- Theatrical release poster
- Directed by: José Javier Reyes
- Written by: José Javier Reyes
- Produced by: Charo Santos-Concio; Malou Santos;
- Starring: Camille Prats; Shaina Magdayao; Serena Dalrymple;
- Cinematography: Eduardo Jacinto
- Edited by: Kelly Cruz
- Music by: Jaime Fabregas
- Production companies: Star Cinema; Available Light Productions;
- Distributed by: Star Cinema
- Release date: November 18, 1998;
- Country: Philippines
- Language: Filipino;

= Hiling =

1998 fantasy film by Jose Javier Reyes

Hiling (lit. 'Wish') is a 1998 Filipino fantasy comedy-drama film written and directed by Jose Javier Reyes. It stars Camille Prats, Shaina Magdayao, Serena Dalrymple, Gina Pareño, Nida Blanca, Tirso Cruz III, Cherry Pie Picache, Paolo Contis, and Carlo Aquino, with the supporting cast includes Dexter Doria, Rez Cortez, Mely Tagasa, Menggie Cobarrubias, and Joy Viado.

Produced and distributed by Star Cinema, in association with Available Light Productions, the film was theatrically released on November 18, 1998.

==Premise==
The film revolves around the character of Anna (played by Camille Prats), an ordinary girl who on her mother's birthday was given a magical power by Manang Garcia (played by Gina Pareño), a mysterious stranger. Anna eventually discovers that she has the power to grant any wishes to other people by merely touching them with her palm. Her power would eventually change the lives of all the people around her including herself.

==Plot==
In Barangay Sansinukuban, there's a chaotic neighborhood along Kalye Matiyaga.

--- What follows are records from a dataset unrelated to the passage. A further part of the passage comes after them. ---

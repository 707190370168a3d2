//! The uniform interface the rest of the flow uses to talk to the host.

use async_trait::async_trait;

use super::types::{
    ButtonAppearance, ButtonConfig, ButtonKind, HapticKind, PopupParams, ThemeParams,
};
use crate::identity::Identity;

/// Host platform operations behind a uniform, fail-soft interface.
///
/// No method returns an error: when the host (or one of its capabilities) is
/// missing, implementations fall back to a native equivalent, a safe default
/// value, or a logged no-op. Callers can therefore treat the host as always
/// present.
#[async_trait]
pub trait PlatformBridge: Send + Sync {
    /// Signals that the initial render is complete. Only the first call
    /// reaches the host.
    fn ready(&self);

    /// Theme color tokens, or `None` when unavailable.
    fn theme(&self) -> Option<ThemeParams>;

    /// User identity injected by the host at launch.
    fn identity(&self) -> Option<Identity>;

    /// Fire-and-forget haptic cue.
    fn haptic(&self, kind: HapticKind);

    async fn alert(&self, message: &str);

    async fn confirm(&self, message: &str) -> bool;

    /// Shows a popup and resolves to the id of the pressed button.
    ///
    /// Without popup support the popup is replaced by a plain confirm and the
    /// answer is mapped back with [`PopupParams::synthesize_answer`].
    async fn popup(&self, params: PopupParams) -> String;

    /// Sends a JSON payload through the host's own outbound channel.
    ///
    /// In development contexts this logs the payload and reports success
    /// without any real call.
    async fn send_native(&self, payload_json: &str) -> bool;

    fn set_primary_button(&self, config: ButtonConfig);

    /// Hides the primary button and detaches its handler.
    fn hide_primary_button(&self);

    fn set_back_button(&self, config: ButtonConfig);

    fn set_settings_button(&self, config: ButtonConfig);

    /// Reads a value from host storage; `None` when missing or unavailable.
    async fn storage_get(&self, key: &str) -> Option<String>;

    /// Writes a value to host storage; `false` when the write did not happen.
    async fn storage_set(&self, key: &str, value: &str) -> bool;

    /// Reports a press of a chrome button and runs its current handler.
    ///
    /// Returns whether a handler ran.
    async fn activate(&self, button: ButtonKind) -> bool;

    /// Current appearance of a chrome button, if it was ever configured.
    fn button(&self, kind: ButtonKind) -> Option<ButtonAppearance>;

    /// Closes the mini-app.
    fn close(&self);
}
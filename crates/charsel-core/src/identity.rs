//! Host-supplied user identity.

use serde::{Deserialize, Serialize};

/// Snapshot of the user info the host injects at startup.
///
/// Obtained once and never refreshed. May be absent entirely in anonymous or
/// preview contexts.
#[derive(Debug, Clone, PartialEq, Eq, Serialize, Deserialize)]
pub struct Identity {
    pub id: i64,
    #[serde(default, skip_serializing_if = "Option::is_none")]
    pub username: Option<String>,
    #[serde(default, skip_serializing_if = "Option::is_none")]
    pub first_name: Option<String>,
    #[serde(default, skip_serializing_if = "Option::is_none")]
    pub last_name: Option<String>,
    #[serde(default, skip_serializing_if = "Option::is_none")]
    pub language_code: Option<String>,
    /// Premium subscription flag reported by the host. Never forwarded.
    #[serde(default)]
    pub is_premium: bool,
}

impl Identity {
    pub fn new(id: i64) -> Self {
        Self {
            id,
            username: None,
            first_name: None,
            last_name: None,
            language_code: None,
            is_premium: false,
        }
    }

    pub fn with_username(mut self, username: impl Into<String>) -> Self {
        self.username = Some(username.into());
        self
    }

    pub fn with_first_name(mut self, first_name: impl Into<String>) -> Self {
        self.first_name = Some(first_name.into());
        self
    }

    pub fn with_last_name(mut self, last_name: impl Into<String>) -> Self {
        self.last_name = Some(last_name.into());
        self
    }

    pub fn with_language_code(mut self, language_code: impl Into<String>) -> Self {
        self.language_code = Some(language_code.into());
        self
    }

    pub fn with_premium(mut self, is_premium: bool) -> Self {
        self.is_premium = is_premium;
        self
    }
}

#[cfg(test)]
mod tests {
    use super::*;

    #[test]
    fn test_parses_host_user_object() {
        let json = r#"{"id":99281932,"first_name":"Test","last_name":"User",
            "username":"testuser","language_code":"ru","is_premium":true}"#;
        let identity: Identity = serde_json::from_str(json).unwrap();
        assert_eq!(identity.id, 99281932);
        assert_eq!(identity.username.as_deref(), Some("testuser"));
        assert!(identity.is_premium);
    }

    #[test]
    fn test_minimal_user_object() {
        let identity: Identity = serde_json::from_str(r#"{"id":1}"#).unwrap();
        assert_eq!(identity, Identity::new(1));
    }
}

There lives a girl named Anna, a simple girl living with her mother Cely, and grandmother Melyang. Her estranged father Oscar lives with his sister Pura along with her older brother Junjun. She is always in the streets with her friends Trinket, the youngest daughter of Joy, and Minggoy who always fight, and Abigail, who lives with her elder brother Rolly and grandfather Sotero. Her neighbors like Elwood, who is a hopeless romantic and is head over heels for April, the daughter of Kikoy, who is also the village chief of Sansinukuban. On the day of Cely's birthday, Anna was about to bring a cake for her father and brother. But, she saw an old lady who hadn't had either breakfast or lunch. She gave a piece of cake intended for her father. Because of Anna's generosity, the old lady gave her the power to grant wishes to people by the touch of her hand. The first person that Anna touches is her auntie Pura, who wishes that her plants grow big. Trinket's household was surprised when people from an electric company disconnected their electricity. The entire neighborhood witnessed it and ridiculed and laughed at Joy because of what happened.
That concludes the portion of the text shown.